Bloater, Coregonus hoyi. “Coregonushoyi”. Licensed under CC BY-SA 3.0 via Wikimedia Commons – http://commons.wikimedia.org/wiki/File:Coregonushoyi.jpg#/media/File:Coregonushoyi.jpg

Coregonus hoyi and culpeaformis were the fish Ross and crew caught in the Manitou Passage more than 100 years later. As the net came in so did other fish and objects from deep dark places 300 feet down. A cod relation, the “big, bad” Burbot, also known as “lawyer” came in over the side with the hoyi catch. Spiky Stonerollers, stream boat clinkers and the occasional trout came in with the chubs but often nothing else but Coregonus hoyi. They had the deep dark lake to themselves. On bad days Ross sped up the lifter and the net came in empty. In 1984, a net could stand on the lake bottom and catch nothing. Not so today; Bushels of quagga mussels foul nets as they filter the same zooplankton preferred by coregonids.

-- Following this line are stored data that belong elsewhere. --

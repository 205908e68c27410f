use async_trait::async_trait;
use chrono::NaiveDateTime;
use sqlx::FromRow;
use uuid::Uuid;

use crate::{
    adapters::persistence::PostgresPersistence,
    app_error::{AppError, AppResult},
    use_cases::user::{ReminderSettings, UserCredentials, UserProfile, UserRepo},
};

// User row as stored in the db.
#[derive(FromRow, Debug)]
struct UserDb {
    id: Uuid,
    created_at: Option<NaiveDateTime>,
    updated_at: Option<NaiveDateTime>,
    name: String,
    email: String,
    reminders_enabled: bool,
    default_reminder_days: i32,
}

impl From<UserDb> for UserProfile {
    fn from(row: UserDb) -> Self {
        UserProfile {
            id: row.id,
            name: row.name,
            email: row.email,
            reminders_enabled: row.reminders_enabled,
            default_reminder_days: row.default_reminder_days,
            created_at: row.created_at,
            updated_at: row.updated_at,
        }
    }
}

#[derive(FromRow, Debug)]
struct CredentialsDb {
    id: Uuid,
    password_hash: String,
}

const PROFILE_COLUMNS: &str =
    "id, created_at, updated_at, name, email, reminders_enabled, default_reminder_days";

#[async_trait]
impl UserRepo for PostgresPersistence {
    async fn create_user(
        &self,
        name: &str,
        email: &str,
        password_hash: &str,
    ) -> AppResult<UserProfile> {
        let id = Uuid::new_v4();
        let rec = sqlx::query_as::<_, UserDb>(&format!(
            "INSERT INTO users (id, name, email, password_hash)
             VALUES ($1, $2, $3, $4)
             RETURNING {PROFILE_COLUMNS}"
        ))
        .bind(id)
        .bind(name)
        .bind(email)
        .bind(password_hash)
        .fetch_one(&self.pool)
        .await
        .map_err(AppError::from)?;
        Ok(rec.into())
    }

    async fn find_credentials_by_email(&self, email: &str) -> AppResult<Option<UserCredentials>> {
        let rec = sqlx::query_as::<_, CredentialsDb>(
            "SELECT id, password_hash FROM users WHERE email = $1",
        )
        .bind(email)
        .fetch_optional(&self.pool)
        .await
        .map_err(AppError::from)?;
        Ok(rec.map(|r| UserCredentials {
            id: r.id,
            password_hash: r.password_hash,
        }))
    }

    async fn get_profile_by_id(&self, user_id: Uuid) -> AppResult<Option<UserProfile>> {
        let rec = sqlx::query_as::<_, UserDb>(&format!(
            "SELECT {PROFILE_COLUMNS} FROM users WHERE id = $1"
        ))
        .bind(user_id)
        .fetch_optional(&self.pool)
        .await
        .map_err(AppError::from)?;
        Ok(rec.map(UserProfile::from))
    }

    async fn update_reminder_settings(
        &self,
        user_id: Uuid,
        settings: ReminderSettings,
    ) -> AppResult<()> {
        sqlx::query(
            "UPDATE users
             SET reminders_enabled = $2, default_reminder_days = $3, updated_at = now()
             WHERE id = $1",
        )
        .bind(user_id)
        .bind(settings.enabled)
        .bind(settings.days_before_due)
        .execute(&self.pool)
        .await
        .map_err(AppError::from)?;
        Ok(())
    }

    async fn delete_user(&self, user_id: Uuid) -> AppResult<()> {
        sqlx::query("DELETE FROM users WHERE id = $1")
            .bind(user_id)
            .execute(&self.pool)
            .await
            .map_err(AppError::from)?;
        Ok(())
    }
}
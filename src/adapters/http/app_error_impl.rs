use crate::app_error::{AppError, ErrorCode};
use axum::Json;
use axum::{
    http::StatusCode,
    response::{IntoResponse, Response},
};

impl IntoResponse for AppError {
    fn into_response(self) -> Response {
        // Log the error before it gets converted into a status response.
        tracing::error!(error = ?self, "Request failed");

        match self {
            AppError::Database(_) => {
                error_resp(StatusCode::INTERNAL_SERVER_ERROR, ErrorCode::DatabaseError, None)
            }
            AppError::InvalidCredentials => {
                error_resp(StatusCode::UNAUTHORIZED, ErrorCode::InvalidCredentials, None)
            }
            AppError::InvalidInput(msg) => {
                error_resp(StatusCode::BAD_REQUEST, ErrorCode::InvalidInput, Some(msg))
            }
            AppError::InvalidCycle(raw) => error_resp(
                StatusCode::BAD_REQUEST,
                ErrorCode::InvalidCycle,
                Some(format!("Unknown billing cycle: {raw}")),
            ),
            AppError::InvalidDate(raw) => error_resp(
                StatusCode::BAD_REQUEST,
                ErrorCode::InvalidDate,
                Some(format!("Invalid date: {raw}")),
            ),
            AppError::NotFound => error_resp(StatusCode::NOT_FOUND, ErrorCode::NotFound, None),
            AppError::Internal(_) => {
                error_resp(StatusCode::INTERNAL_SERVER_ERROR, ErrorCode::InternalError, None)
            }
        }
    }
}

fn error_resp(status: StatusCode, code: ErrorCode, message: Option<String>) -> Response {
    let body = match message {
        Some(msg) => serde_json::json!({ "code": code.as_str(), "message": msg }),
        None => serde_json::json!({ "code": code.as_str() }),
    };
    (status, Json(body)).into_response()
}
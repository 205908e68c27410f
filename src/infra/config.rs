use std::net::SocketAddr;

use axum::http::HeaderValue;
use env_helpers::{get_env, get_env_default};
use secrecy::SecretString;
use time::Duration;

pub struct AppConfig {
    pub jwt_secret: SecretString,
    pub access_token_ttl: Duration,
    pub bind_addr: SocketAddr,
    pub cors_origin: HeaderValue,
    pub database_url: String,
    /// Default lookahead for the upcoming-payments window, in days.
    pub upcoming_window_days: u32,
}

impl AppConfig {
    pub fn from_env() -> Self {
        let jwt_secret: SecretString = SecretString::new(get_env::<String>("JWT_SECRET").into());

        let access_token_ttl_secs: i64 = get_env_default("ACCESS_TOKEN_TTL_SECS", 86_400);

        let cors_origin: HeaderValue =
            get_env_default("CORS_ORIGIN", String::from("http://localhost:3000"))
                .parse()
                .expect("CORS_ORIGIN must be a valid header value");

        let bind_addr: SocketAddr = get_env_default("BIND_ADDR", "127.0.0.1:3001".parse().unwrap());
        let database_url: String = get_env("DATABASE_URL");
        let upcoming_window_days: u32 = get_env_default("UPCOMING_WINDOW_DAYS", 7);

        Self {
            jwt_secret,
            access_token_ttl: Duration::seconds(access_token_ttl_secs),
            bind_addr,
            cors_origin,
            database_url,
            upcoming_window_days,
        }
    }
}
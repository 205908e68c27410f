use jsonwebtoken::{Algorithm, DecodingKey, EncodingKey, Header, Validation, decode, encode};
use secrecy::ExposeSecret;
use serde::{Deserialize, Serialize};
use time::{Duration, OffsetDateTime};
use uuid::Uuid;

use crate::app_error::{AppError, AppResult};

#[derive(Debug, Serialize, Deserialize)]
pub struct Claims {
    pub sub: String,
    pub exp: i64,
    pub iat: i64,
}

pub fn issue(user_id: Uuid, secret: &secrecy::SecretString, ttl: Duration) -> AppResult<String> {
    let now = OffsetDateTime::now_utc().unix_timestamp();
    let exp = now + ttl.whole_seconds();
    let claims = Claims {
        sub: user_id.to_string(),
        iat: now,
        exp,
    };
    let header = Header::new(Algorithm::HS256);
    encode(
        &header,
        &claims,
        &EncodingKey::from_secret(secret.expose_secret().as_bytes()),
    )
    .map_err(|e| AppError::Internal(e.to_string()))
}

pub fn verify(token: &str, secret: &secrecy::SecretString) -> AppResult<Claims> {
    let validation = Validation::new(Algorithm::HS256);
    decode::<Claims>(
        token,
        &DecodingKey::from_secret(secret.expose_secret().as_bytes()),
        &validation,
    )
    .map(|data| data.claims)
    .map_err(|_| AppError::InvalidCredentials)
}
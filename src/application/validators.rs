use validator::ValidateEmail;

/// Validates that the input looks like a valid email address
pub fn is_valid_email(email: &str) -> bool {
    let email = email.trim();
    !email.is_empty() && email.validate_email()
}

/// Validates an ISO-4217-like currency code.
/// Rules:
/// - Exactly 3 characters
/// - ASCII letters only (callers uppercase before storing)
pub fn is_valid_currency_code(code: &str) -> bool {
    code.len() == 3 && code.chars().all(|c| c.is_ascii_alphabetic())
}
//! Upcoming-payment window selection and due-status classification.
//!
//! "Now" is always threaded in by the caller so every function here stays
//! deterministic under test. Payment dates are local calendar dates anchored
//! at midnight.

use chrono::{Days, NaiveDate, NaiveDateTime, NaiveTime};

use crate::domain::entities::subscription::{DueStatus, Subscription};

const SECS_PER_DAY: i64 = 86_400;

/// Whole days until the payment, rounded up: a payment 12 hours away counts
/// as 1 day left, not 0. Zero or negative means due today or overdue.
pub fn days_till_payment(next_payment_date: NaiveDate, now: NaiveDateTime) -> i64 {
    let due = next_payment_date.and_time(NaiveTime::MIN);
    let secs = (due - now).num_seconds();
    secs.div_euclid(SECS_PER_DAY) + i64::from(secs.rem_euclid(SECS_PER_DAY) > 0)
}

/// Classifies urgency. Precedence: due/overdue, then the inclusive reminder
/// window, then everything further out.
pub fn classify(days_till: i64, reminder_days: i32) -> DueStatus {
    if days_till <= 0 {
        DueStatus::Due
    } else if days_till <= i64::from(reminder_days) {
        DueStatus::DueSoon
    } else {
        DueStatus::Upcoming
    }
}

pub fn due_status(
    next_payment_date: NaiveDate,
    reminder_days: i32,
    now: NaiveDateTime,
) -> DueStatus {
    classify(days_till_payment(next_payment_date, now), reminder_days)
}

/// Display text for a days-remaining figure. Presentation only; overdue and
/// due-today carry the same urgency in [`classify`].
pub fn status_label(days_till: i64) -> String {
    match days_till {
        d if d < 0 => "Overdue".to_string(),
        0 => "Due Today".to_string(),
        1 => "1 day left".to_string(),
        d => format!("{d} days left"),
    }
}

/// Active subscriptions whose next payment falls within
/// `[today, today + days_ahead]`, both endpoints inclusive. Past-due records
/// are excluded; they are overdue, not upcoming.
pub fn upcoming_within<'a>(
    subscriptions: &'a [Subscription],
    today: NaiveDate,
    days_ahead: u32,
) -> Vec<&'a Subscription> {
    let end = today
        .checked_add_days(Days::new(u64::from(days_ahead)))
        .unwrap_or(NaiveDate::MAX);
    subscriptions
        .iter()
        .filter(|s| s.active && s.next_payment_date >= today && s.next_payment_date <= end)
        .collect()
}
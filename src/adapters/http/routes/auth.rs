use axum::{
    Json, Router,
    extract::State,
    http::{HeaderMap, StatusCode},
    response::IntoResponse,
    routing::post,
};
use axum_extra::extract::cookie::{Cookie, SameSite};
use serde::Deserialize;

use crate::{
    adapters::http::{app_state::AppState, routes::user::ProfileResponse},
    app_error::AppResult,
    application::jwt,
    use_cases::user::UserProfile,
};

#[derive(Deserialize)]
struct RegisterPayload {
    name: String,
    email: String,
    password: String,
}

#[derive(Deserialize)]
struct LoginPayload {
    email: String,
    password: String,
}

pub fn router() -> Router<AppState> {
    Router::new()
        .route("/register", post(register))
        .route("/login", post(login))
        .route("/logout", post(logout))
}

async fn register(
    State(app_state): State<AppState>,
    Json(payload): Json<RegisterPayload>,
) -> AppResult<impl IntoResponse> {
    let profile = app_state
        .auth_use_cases
        .register(&payload.name, &payload.email, &payload.password)
        .await?;
    let headers = session_headers(&app_state, &profile)?;
    Ok((StatusCode::CREATED, headers, Json(ProfileResponse::from(profile))))
}

async fn login(
    State(app_state): State<AppState>,
    Json(payload): Json<LoginPayload>,
) -> AppResult<impl IntoResponse> {
    let profile = app_state
        .auth_use_cases
        .login(&payload.email, &payload.password)
        .await?;
    let headers = session_headers(&app_state, &profile)?;
    Ok((StatusCode::OK, headers, Json(ProfileResponse::from(profile))))
}

async fn logout() -> AppResult<impl IntoResponse> {
    let mut headers = HeaderMap::new();
    let cookie = Cookie::build(("access_token", ""))
        .http_only(true)
        .same_site(SameSite::Lax)
        .path("/")
        .max_age(time::Duration::seconds(0))
        .build();
    headers.append("set-cookie", cookie.to_string().parse().unwrap());
    Ok((StatusCode::NO_CONTENT, headers))
}

fn session_headers(app_state: &AppState, profile: &UserProfile) -> AppResult<HeaderMap> {
    let access = jwt::issue(
        profile.id,
        &app_state.config.jwt_secret,
        app_state.config.access_token_ttl,
    )?;
    let mut headers = HeaderMap::new();
    let cookie = Cookie::build(("access_token", access))
        .http_only(true)
        .same_site(SameSite::Lax)
        .path("/")
        .build();
    headers.append("set-cookie", cookie.to_string().parse().unwrap());
    Ok(headers)
}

Chubby Mary at The Cove in Leland. Yum! Image courtesy of Scott Schopieray, https://flic.kr/p/6H96j2
Chubby Mary at The Cove in Leland. Yum! Image courtesy of Scott Schopieray, https://flic.kr/p/6H96j2

After months of releasing “chubs” from the net I began to be aware of the variation in color and shape. There were very slight differences in hue in the silver of the sides. Sometimes I wonder if I was witness to the last of a species of Coregonus that was sold as a “Chubby Mary” at the Bluebird in Leland. It is my understanding that the popular drink is no longer made with C. hoyi but with C. artidie. Not having a degree in mixology I can’t be sure.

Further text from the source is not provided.